Work instruction »
Pick each line that has "process" out of the records.

Records for the exercise »

---

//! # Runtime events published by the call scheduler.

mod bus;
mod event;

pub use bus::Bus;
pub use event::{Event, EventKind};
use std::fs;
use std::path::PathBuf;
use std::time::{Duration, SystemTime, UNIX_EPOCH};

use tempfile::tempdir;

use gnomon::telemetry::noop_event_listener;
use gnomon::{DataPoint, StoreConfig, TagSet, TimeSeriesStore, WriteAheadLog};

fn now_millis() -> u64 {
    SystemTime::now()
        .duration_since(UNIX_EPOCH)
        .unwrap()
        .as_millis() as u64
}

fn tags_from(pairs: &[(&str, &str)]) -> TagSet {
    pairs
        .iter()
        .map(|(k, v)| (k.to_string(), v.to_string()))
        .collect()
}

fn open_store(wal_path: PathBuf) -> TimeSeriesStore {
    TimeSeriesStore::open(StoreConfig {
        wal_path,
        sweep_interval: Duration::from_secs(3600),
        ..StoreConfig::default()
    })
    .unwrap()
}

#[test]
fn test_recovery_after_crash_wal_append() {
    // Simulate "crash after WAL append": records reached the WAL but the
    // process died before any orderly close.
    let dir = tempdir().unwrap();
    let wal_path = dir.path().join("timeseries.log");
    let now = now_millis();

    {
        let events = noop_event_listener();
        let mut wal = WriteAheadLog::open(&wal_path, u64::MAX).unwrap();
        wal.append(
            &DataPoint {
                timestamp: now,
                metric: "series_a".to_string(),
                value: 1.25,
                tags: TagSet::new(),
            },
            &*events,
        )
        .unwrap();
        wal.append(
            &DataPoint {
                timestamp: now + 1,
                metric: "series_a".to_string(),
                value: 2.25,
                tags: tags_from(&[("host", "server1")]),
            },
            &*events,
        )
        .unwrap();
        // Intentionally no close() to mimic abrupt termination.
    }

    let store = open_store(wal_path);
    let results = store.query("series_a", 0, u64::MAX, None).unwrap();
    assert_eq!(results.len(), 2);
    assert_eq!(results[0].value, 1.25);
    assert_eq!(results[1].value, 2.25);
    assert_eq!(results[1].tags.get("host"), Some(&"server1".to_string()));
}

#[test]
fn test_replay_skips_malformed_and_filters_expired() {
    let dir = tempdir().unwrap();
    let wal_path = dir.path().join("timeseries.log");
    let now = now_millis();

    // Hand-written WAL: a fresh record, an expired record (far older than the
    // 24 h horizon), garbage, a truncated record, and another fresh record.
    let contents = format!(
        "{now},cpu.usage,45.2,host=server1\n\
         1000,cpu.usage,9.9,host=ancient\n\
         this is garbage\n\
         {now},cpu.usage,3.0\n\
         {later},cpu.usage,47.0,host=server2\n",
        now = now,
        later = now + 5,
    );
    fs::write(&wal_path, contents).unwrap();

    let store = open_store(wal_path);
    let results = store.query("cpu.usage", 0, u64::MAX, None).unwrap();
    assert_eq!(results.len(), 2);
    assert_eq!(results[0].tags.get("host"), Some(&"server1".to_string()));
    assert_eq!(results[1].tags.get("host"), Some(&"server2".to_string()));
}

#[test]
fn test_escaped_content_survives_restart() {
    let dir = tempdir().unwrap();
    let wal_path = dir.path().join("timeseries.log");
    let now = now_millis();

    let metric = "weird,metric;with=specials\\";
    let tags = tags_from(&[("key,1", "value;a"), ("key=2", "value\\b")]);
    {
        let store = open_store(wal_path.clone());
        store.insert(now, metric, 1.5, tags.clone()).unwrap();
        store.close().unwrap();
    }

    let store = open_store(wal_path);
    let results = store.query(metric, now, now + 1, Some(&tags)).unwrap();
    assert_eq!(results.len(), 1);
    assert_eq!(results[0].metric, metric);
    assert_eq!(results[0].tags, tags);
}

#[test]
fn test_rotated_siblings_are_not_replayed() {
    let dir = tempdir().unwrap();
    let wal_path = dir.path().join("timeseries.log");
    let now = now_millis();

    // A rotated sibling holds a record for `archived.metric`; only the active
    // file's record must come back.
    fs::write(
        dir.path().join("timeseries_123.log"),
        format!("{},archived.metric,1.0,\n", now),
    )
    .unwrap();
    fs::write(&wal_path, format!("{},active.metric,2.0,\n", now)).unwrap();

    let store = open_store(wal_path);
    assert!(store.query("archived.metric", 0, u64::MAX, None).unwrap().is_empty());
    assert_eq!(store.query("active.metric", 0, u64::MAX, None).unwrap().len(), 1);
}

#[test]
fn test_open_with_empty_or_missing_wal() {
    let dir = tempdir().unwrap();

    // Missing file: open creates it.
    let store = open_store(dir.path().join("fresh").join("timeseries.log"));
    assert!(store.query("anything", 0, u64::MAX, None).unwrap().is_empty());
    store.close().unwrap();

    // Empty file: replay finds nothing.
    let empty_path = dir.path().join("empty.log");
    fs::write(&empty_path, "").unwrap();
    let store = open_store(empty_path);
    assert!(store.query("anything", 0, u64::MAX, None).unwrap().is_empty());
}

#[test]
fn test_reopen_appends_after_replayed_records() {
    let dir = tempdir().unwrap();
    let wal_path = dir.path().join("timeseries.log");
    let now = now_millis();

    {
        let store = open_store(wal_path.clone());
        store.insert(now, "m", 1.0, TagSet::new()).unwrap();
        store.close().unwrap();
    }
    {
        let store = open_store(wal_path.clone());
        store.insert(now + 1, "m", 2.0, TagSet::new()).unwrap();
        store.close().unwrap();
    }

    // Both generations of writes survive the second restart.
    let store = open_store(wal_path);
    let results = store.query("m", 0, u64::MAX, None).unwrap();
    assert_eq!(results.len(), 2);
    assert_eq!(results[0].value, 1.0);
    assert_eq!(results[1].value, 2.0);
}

---

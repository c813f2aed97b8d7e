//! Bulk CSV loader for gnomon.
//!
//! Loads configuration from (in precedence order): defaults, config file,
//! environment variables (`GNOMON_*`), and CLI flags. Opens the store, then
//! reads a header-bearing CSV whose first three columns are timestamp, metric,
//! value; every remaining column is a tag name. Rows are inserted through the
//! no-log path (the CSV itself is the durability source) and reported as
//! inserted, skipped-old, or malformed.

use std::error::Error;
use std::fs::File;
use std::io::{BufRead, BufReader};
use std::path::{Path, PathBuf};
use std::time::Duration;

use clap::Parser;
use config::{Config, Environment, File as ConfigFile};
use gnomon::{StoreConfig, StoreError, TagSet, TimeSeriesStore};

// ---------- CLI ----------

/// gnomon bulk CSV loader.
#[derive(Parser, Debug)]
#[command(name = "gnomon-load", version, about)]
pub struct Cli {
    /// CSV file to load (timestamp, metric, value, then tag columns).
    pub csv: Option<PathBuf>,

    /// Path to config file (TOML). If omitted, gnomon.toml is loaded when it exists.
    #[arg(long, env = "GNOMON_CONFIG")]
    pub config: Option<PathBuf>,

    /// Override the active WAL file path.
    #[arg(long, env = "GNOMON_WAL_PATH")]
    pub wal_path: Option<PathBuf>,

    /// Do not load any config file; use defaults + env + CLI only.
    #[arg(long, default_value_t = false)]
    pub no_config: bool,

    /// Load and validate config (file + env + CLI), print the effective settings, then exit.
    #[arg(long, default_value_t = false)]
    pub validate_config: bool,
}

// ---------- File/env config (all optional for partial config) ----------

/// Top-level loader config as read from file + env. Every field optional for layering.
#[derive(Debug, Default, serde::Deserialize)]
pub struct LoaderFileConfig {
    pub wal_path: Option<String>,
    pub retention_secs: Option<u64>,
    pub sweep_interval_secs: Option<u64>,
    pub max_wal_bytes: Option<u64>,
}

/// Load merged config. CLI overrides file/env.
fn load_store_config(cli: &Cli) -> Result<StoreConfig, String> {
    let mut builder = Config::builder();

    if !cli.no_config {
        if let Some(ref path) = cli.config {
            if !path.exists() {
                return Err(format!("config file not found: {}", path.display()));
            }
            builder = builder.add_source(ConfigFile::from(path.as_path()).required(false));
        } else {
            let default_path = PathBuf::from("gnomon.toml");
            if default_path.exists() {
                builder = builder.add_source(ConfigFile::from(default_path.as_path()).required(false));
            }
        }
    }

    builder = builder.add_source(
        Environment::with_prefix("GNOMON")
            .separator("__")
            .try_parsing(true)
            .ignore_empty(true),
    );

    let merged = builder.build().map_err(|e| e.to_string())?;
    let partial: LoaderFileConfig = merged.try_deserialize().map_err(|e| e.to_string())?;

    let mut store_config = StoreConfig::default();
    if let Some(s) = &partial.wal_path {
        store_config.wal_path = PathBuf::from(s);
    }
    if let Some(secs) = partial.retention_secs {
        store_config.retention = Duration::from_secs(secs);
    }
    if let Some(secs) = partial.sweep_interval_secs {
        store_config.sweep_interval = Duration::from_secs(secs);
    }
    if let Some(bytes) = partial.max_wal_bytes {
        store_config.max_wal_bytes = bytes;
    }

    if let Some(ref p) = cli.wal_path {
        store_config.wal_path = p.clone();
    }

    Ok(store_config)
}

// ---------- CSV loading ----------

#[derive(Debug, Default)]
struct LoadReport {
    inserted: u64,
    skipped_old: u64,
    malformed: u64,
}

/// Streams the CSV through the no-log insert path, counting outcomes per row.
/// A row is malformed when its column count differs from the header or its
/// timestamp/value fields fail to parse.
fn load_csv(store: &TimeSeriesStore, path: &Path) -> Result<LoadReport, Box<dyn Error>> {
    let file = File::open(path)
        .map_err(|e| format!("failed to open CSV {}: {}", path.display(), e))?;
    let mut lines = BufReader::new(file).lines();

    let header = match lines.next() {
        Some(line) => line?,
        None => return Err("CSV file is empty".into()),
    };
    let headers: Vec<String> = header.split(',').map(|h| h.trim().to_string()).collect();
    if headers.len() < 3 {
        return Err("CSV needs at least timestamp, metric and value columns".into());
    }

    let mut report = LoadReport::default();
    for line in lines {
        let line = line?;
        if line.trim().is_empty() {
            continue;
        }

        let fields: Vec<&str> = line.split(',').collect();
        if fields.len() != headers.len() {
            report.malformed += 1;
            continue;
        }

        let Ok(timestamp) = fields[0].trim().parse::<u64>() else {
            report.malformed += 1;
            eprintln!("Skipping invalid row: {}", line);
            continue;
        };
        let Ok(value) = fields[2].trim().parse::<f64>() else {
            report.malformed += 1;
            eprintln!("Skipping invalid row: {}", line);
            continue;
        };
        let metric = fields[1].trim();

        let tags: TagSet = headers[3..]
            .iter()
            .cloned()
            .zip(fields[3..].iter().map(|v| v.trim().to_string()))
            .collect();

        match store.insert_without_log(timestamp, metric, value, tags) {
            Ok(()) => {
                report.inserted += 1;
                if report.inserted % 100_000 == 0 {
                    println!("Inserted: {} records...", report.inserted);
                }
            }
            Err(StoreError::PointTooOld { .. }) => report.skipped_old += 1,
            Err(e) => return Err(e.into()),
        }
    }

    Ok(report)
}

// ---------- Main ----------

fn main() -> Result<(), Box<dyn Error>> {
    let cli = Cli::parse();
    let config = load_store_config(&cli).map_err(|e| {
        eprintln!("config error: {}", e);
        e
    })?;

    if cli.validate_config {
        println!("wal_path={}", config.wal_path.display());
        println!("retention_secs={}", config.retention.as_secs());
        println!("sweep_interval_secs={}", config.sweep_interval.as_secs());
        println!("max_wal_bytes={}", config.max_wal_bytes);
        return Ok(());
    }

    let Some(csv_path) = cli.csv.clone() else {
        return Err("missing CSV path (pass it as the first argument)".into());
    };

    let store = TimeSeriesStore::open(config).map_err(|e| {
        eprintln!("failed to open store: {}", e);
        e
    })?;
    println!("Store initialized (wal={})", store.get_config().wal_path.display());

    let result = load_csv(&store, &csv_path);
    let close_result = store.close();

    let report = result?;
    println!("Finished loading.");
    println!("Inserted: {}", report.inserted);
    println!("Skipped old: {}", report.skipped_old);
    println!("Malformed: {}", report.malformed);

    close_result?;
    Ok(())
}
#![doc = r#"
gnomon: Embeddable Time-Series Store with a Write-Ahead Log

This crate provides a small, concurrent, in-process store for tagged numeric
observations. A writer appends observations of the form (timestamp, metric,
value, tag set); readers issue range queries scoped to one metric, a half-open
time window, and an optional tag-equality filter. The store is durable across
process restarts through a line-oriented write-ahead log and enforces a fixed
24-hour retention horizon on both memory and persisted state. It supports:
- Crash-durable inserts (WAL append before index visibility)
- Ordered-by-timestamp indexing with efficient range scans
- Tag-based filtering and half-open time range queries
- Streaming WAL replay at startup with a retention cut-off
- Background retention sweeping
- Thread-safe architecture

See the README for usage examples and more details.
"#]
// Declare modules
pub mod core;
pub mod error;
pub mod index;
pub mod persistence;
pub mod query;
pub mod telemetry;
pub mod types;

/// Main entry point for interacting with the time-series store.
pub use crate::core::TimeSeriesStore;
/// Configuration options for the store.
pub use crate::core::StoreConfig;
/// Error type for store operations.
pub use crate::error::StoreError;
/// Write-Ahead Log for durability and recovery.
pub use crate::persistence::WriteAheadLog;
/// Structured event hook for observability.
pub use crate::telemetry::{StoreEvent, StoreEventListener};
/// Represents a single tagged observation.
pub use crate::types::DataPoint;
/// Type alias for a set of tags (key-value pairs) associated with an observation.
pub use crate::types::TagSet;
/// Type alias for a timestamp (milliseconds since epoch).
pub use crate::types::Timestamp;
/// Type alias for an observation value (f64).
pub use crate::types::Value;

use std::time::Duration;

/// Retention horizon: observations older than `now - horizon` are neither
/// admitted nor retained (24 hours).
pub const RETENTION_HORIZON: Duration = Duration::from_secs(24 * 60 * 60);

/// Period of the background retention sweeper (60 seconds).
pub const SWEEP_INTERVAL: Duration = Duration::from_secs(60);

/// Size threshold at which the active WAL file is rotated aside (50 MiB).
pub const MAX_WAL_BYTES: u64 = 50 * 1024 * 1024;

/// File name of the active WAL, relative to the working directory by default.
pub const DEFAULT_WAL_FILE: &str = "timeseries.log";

---

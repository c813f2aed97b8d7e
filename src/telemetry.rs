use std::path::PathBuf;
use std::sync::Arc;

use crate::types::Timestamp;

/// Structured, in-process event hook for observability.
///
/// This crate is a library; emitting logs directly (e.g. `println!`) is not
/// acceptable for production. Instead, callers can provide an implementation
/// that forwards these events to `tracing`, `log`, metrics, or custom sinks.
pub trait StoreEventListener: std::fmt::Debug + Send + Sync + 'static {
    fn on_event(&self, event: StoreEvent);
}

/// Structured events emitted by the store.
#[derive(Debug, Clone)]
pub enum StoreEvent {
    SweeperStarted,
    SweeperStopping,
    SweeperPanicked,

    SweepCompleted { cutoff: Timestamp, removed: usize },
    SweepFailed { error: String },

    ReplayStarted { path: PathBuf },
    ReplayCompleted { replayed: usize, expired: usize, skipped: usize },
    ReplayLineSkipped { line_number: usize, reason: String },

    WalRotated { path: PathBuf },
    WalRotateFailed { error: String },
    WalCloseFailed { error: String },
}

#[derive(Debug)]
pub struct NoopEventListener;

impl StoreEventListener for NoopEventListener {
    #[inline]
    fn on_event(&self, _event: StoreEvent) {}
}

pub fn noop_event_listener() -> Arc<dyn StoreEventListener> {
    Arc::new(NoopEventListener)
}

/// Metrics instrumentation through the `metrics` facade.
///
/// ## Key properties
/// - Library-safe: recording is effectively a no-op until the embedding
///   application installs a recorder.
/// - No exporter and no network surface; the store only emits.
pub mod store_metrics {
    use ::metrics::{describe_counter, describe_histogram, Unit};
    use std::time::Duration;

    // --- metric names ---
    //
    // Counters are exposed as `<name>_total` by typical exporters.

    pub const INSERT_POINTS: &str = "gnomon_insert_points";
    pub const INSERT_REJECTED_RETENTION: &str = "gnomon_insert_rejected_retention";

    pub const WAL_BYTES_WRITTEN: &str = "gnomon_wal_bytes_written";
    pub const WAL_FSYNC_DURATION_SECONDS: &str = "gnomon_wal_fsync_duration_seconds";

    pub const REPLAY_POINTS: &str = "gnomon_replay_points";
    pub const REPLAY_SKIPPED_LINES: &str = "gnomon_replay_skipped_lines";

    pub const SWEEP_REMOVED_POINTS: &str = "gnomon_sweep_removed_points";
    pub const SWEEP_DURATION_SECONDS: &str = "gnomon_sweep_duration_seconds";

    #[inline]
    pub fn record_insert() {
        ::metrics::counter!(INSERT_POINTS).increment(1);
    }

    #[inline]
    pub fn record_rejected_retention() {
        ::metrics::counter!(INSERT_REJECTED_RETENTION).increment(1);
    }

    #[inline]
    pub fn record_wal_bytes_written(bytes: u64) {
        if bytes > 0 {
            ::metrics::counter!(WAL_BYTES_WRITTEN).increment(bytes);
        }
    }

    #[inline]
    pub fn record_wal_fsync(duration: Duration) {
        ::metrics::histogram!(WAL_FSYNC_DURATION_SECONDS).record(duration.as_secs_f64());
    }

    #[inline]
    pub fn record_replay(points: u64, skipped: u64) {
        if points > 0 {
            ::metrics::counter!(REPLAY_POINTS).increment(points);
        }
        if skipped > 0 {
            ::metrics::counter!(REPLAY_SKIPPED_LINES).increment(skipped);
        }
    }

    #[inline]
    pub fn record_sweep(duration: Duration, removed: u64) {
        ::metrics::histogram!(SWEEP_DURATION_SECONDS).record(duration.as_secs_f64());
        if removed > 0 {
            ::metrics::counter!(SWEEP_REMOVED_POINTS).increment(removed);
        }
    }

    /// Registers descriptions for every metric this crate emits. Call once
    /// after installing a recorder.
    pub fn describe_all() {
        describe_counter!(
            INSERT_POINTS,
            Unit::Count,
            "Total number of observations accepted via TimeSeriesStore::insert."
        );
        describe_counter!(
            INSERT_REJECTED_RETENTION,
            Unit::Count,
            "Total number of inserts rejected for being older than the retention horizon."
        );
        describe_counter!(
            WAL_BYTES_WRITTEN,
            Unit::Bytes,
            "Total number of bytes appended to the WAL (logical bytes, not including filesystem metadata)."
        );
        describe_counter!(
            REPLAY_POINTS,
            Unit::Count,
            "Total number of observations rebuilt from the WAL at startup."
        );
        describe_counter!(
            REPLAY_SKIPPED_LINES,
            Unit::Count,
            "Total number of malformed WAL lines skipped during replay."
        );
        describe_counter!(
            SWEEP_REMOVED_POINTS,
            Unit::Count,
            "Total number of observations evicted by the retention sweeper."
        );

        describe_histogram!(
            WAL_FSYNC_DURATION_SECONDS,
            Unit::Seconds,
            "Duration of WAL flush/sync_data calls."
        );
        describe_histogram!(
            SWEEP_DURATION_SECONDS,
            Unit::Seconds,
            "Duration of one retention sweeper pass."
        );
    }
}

---

Final answer »
    // process died before any orderly close.
This crate provides a small, concurrent, in-process store for tagged numeric
process restarts through a line-oriented write-ahead log and enforces a fixed
/// Structured, in-process event hook for observability.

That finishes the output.